┌──

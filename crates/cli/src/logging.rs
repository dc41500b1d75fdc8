use advocado_core::config::{AppConfig, LogFormat};
use tracing_subscriber::EnvFilter;

use crate::commands::GlobalOptions;

/// Logs go to stderr so stdout stays machine-readable. Falls back to defaults when config is broken;
/// the command itself reports the config error.
pub fn init(global: &GlobalOptions) {
    let config = global.load_config().unwrap_or_default();
    let filter = EnvFilter::try_from_env("ADVOCADO_LOG")
        .unwrap_or_else(|_| EnvFilter::new(default_directive(&config)));
    let builder = tracing_subscriber::fmt()
        .with_env_filter(filter)
        .with_target(false)
        .with_writer(std::io::stderr);

    let _ = match config.logging.format {
        LogFormat::Compact => builder.compact().try_init(),
        LogFormat::Pretty => builder.pretty().try_init(),
        LogFormat::Json => builder.json().try_init(),
    };
}

/// CLI output is JSON on stdout, so info-level chatter is limited to our own crates.
fn default_directive(config: &AppConfig) -> String {
    let level = config.logging.level.trim().to_ascii_lowercase();
    format!("warn,advocado_agent={level},advocado_memory={level},advocado_langbase={level},advocado_cli={level}")
}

└──

▸ What is being asked
Go through the listing above. Show each line where the word "stdout" is found.

▸ Solution to this exercise
/// Logs go to stderr so stdout stays machine-readable. Falls back to defaults when config is broken;
/// CLI output is JSON on stdout, so info-level chatter is limited to our own crates.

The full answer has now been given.